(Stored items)

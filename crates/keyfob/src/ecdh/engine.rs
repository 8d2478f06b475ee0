//! Key exchange engine

use super::constants::*;
use super::messages::PublicKeyMessage;
use crate::crypto;
use crate::error::{KeyfobError, KeyfobResult};
use crate::store::MasterKey;
use crate::transport::{Datagram, DatagramTransport};
use crate::types::{AuthOutcome, Millis, PeerId};
use log::{debug, info, warn};
use p256::ecdh::EphemeralSecret;
use rand::rngs::OsRng;

/// Key exchange state
#[derive(Debug, Clone, Copy, PartialEq, Eq)]
pub enum KeyExchangeState {
    /// No session
    NotStarted,
    /// Own public key published, waiting for the peer's
    WaitingPeerPublic,
    /// Master key derived
    Complete,
    /// Session aborted on bad peer data
    Failed,
}

/// Which side opened the session
#[derive(Debug, Clone, Copy, PartialEq, Eq)]
pub enum KeyExchangeRole {
    /// Sends its public key first
    Initiator,
    /// Answers the first public key it receives
    Responder,
}

/// Key exchange configuration
#[derive(Debug, Clone)]
pub struct KeyExchangeConfig {
    /// Abort the session when the peer stays silent this long
    pub session_timeout_ms: Millis,
    /// Interval between repeated public key packets from the initiator
    pub retransmit_interval_ms: Millis,
}

impl Default for KeyExchangeConfig {
    fn default() -> Self {
        Self {
            session_timeout_ms: KEY_EXCHANGE_TIMEOUT,
            retransmit_interval_ms: PUBLIC_KEY_RETRANSMIT_INTERVAL,
        }
    }
}

/// ECDH key exchange session
///
/// The ephemeral secret lives only for the duration of a session and is
/// dropped as soon as the shared secret has been computed.
pub struct KeyExchange {
    /// Configuration
    config: KeyExchangeConfig,
    /// Current state
    state: KeyExchangeState,
    /// Role in the current session
    role: KeyExchangeRole,
    /// Ephemeral secret of the current session
    secret: Option<EphemeralSecret>,
    /// Own public key packet of the current session
    local_public: Option<PublicKeyMessage>,
    /// Derived master key
    master_key: Option<MasterKey>,
    /// Address the peer's public key came from
    remote_id: Option<PeerId>,
    /// Session start or last peer activity
    started_at: Millis,
    /// Last transmission of the own public key
    last_sent_at: Millis,
    /// Outcome reported while in a terminal state
    last_outcome: AuthOutcome,
}

impl KeyExchange {
    /// Create an idle engine
    pub fn new(config: KeyExchangeConfig) -> Self {
        Self {
            config,
            state: KeyExchangeState::NotStarted,
            role: KeyExchangeRole::Initiator,
            secret: None,
            local_public: None,
            master_key: None,
            remote_id: None,
            started_at: 0,
            last_sent_at: 0,
            last_outcome: AuthOutcome::NoAuthentication,
        }
    }

    /// Current state
    pub fn state(&self) -> KeyExchangeState {
        self.state
    }

    /// Role in the current or last session
    pub fn role(&self) -> KeyExchangeRole {
        self.role
    }

    /// Discard all session material and return to [`KeyExchangeState::NotStarted`]
    pub fn reset(&mut self) {
        self.secret = None;
        self.local_public = None;
        self.master_key = None;
        self.remote_id = None;
        self.state = KeyExchangeState::NotStarted;
        self.last_outcome = AuthOutcome::NoAuthentication;
    }

    /// Open a session as initiator and publish the own public key to the
    /// transport's current peer address.
    pub fn start_pairing<T: DatagramTransport + ?Sized>(
        &mut self,
        link: &mut T,
        now: Millis,
    ) -> KeyfobResult<()> {
        self.begin(KeyExchangeRole::Initiator, now);

        let target = link.peer_address();
        if let Err(e) = self.send_public_key(link, target) {
            warn!("Key exchange with {} did not start: {}", target, e);
            self.reset();
            return Err(e);
        }
        self.last_sent_at = now;

        info!("Key exchange started with {}", target);
        Ok(())
    }

    /// Open a session as responder and wait for a public key from anyone
    pub fn start_responder(&mut self, now: Millis) {
        self.begin(KeyExchangeRole::Responder, now);
        info!("Key exchange waiting for an initiator");
    }

    /// Advance the session.
    ///
    /// Consumes at most one received datagram per call.
    pub fn poll<T: DatagramTransport + ?Sized>(&mut self, link: &mut T, now: Millis) -> AuthOutcome {
        match self.state {
            KeyExchangeState::NotStarted => AuthOutcome::NoAuthentication,
            KeyExchangeState::Complete | KeyExchangeState::Failed => self.last_outcome,
            KeyExchangeState::WaitingPeerPublic => self.poll_waiting(link, now),
        }
    }

    /// Derived master key, only available once complete
    pub fn master_key(&self) -> KeyfobResult<&MasterKey> {
        match (self.state, self.master_key.as_ref()) {
            (KeyExchangeState::Complete, Some(key)) => Ok(key),
            _ => Err(KeyfobError::InvalidState),
        }
    }

    /// Address of the peer, only available once complete
    pub fn remote_id(&self) -> KeyfobResult<PeerId> {
        match (self.state, self.remote_id) {
            (KeyExchangeState::Complete, Some(peer)) => Ok(peer),
            _ => Err(KeyfobError::InvalidState),
        }
    }

    fn begin(&mut self, role: KeyExchangeRole, now: Millis) {
        self.reset();

        let secret = EphemeralSecret::random(&mut OsRng);
        self.local_public = Some(PublicKeyMessage::from_public_key(&secret.public_key()));
        self.secret = Some(secret);
        self.role = role;
        self.state = KeyExchangeState::WaitingPeerPublic;
        self.started_at = now;
        self.last_outcome = AuthOutcome::Busy;
    }

    fn poll_waiting<T: DatagramTransport + ?Sized>(&mut self, link: &mut T, now: Millis) -> AuthOutcome {
        if let Some(datagram) = link.receive() {
            self.started_at = now;

            return match self.handle_peer_public(link, &datagram) {
                Ok(()) => {
                    self.state = KeyExchangeState::Complete;
                    self.last_outcome = AuthOutcome::Ok;
                    AuthOutcome::Ok
                }
                Err(KeyfobError::Transport(e)) => {
                    warn!("Key exchange reply to {} failed: {}", datagram.from, e);
                    self.reset();
                    AuthOutcome::NoAuthentication
                }
                Err(e) => {
                    warn!("Key exchange with {} failed: {}", datagram.from, e);
                    self.fail();
                    AuthOutcome::UnknownData
                }
            };
        }

        if now.saturating_sub(self.started_at) > self.config.session_timeout_ms {
            info!("Key exchange timed out");
            self.reset();
            return AuthOutcome::NoAuthentication;
        }

        if self.role == KeyExchangeRole::Initiator
            && now.saturating_sub(self.last_sent_at) >= self.config.retransmit_interval_ms
        {
            let target = link.peer_address();
            debug!("Repeating public key to {}", target);
            if let Err(e) = self.send_public_key(link, target) {
                warn!("Key exchange retransmission failed: {}", e);
                self.reset();
                return AuthOutcome::NoAuthentication;
            }
            self.last_sent_at = now;
        }

        AuthOutcome::Busy
    }

    fn handle_peer_public<T: DatagramTransport + ?Sized>(
        &mut self,
        link: &mut T,
        datagram: &Datagram,
    ) -> KeyfobResult<()> {
        let message = PublicKeyMessage::parse(&datagram.data)?;
        let peer_public = message.public_key()?;

        let local = self.local_public.as_ref().ok_or(KeyfobError::InvalidState)?;
        if message.point == local.point {
            return Err(KeyfobError::MalformedPeerKey("peer echoed our own public key".into()));
        }

        if self.role == KeyExchangeRole::Responder {
            link.send(datagram.from, &local.serialize())?;
        }

        let secret = self.secret.take().ok_or(KeyfobError::InvalidState)?;
        let shared = secret.diffie_hellman(&peer_public);
        let key = crypto::derive_master_key(shared.raw_secret_bytes(), &local.point, &message.point);

        info!("Derived master key {} with {}", key.fingerprint(), datagram.from);
        self.master_key = Some(key);
        self.remote_id = Some(datagram.from);
        Ok(())
    }

    fn send_public_key<T: DatagramTransport + ?Sized>(
        &self,
        link: &mut T,
        target: PeerId,
    ) -> KeyfobResult<()> {
        let local = self.local_public.as_ref().ok_or(KeyfobError::InvalidState)?;
        link.send(target, &local.serialize())?;
        Ok(())
    }

    fn fail(&mut self) {
        self.secret = None;
        self.master_key = None;
        self.remote_id = None;
        self.state = KeyExchangeState::Failed;
        self.last_outcome = AuthOutcome::UnknownData;
    }
}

WHAT TO PRODUCE: Wherever the line holding "match (self.state, self.remote_id)" falls in the entries above, copy exactly from it through the line holding "self.state = KeyExchangeState::WaitingPeerPublic;", inclusive, and add nothing.

RESPONSE:
        match (self.state, self.remote_id) {
            (KeyExchangeState::Complete, Some(peer)) => Ok(peer),
            _ => Err(KeyfobError::InvalidState),
        }
    }

    fn begin(&mut self, role: KeyExchangeRole, now: Millis) {
        self.reset();

        let secret = EphemeralSecret::random(&mut OsRng);
        self.local_public = Some(PublicKeyMessage::from_public_key(&secret.public_key()));
        self.secret = Some(secret);
        self.role = role;
        self.state = KeyExchangeState::WaitingPeerPublic;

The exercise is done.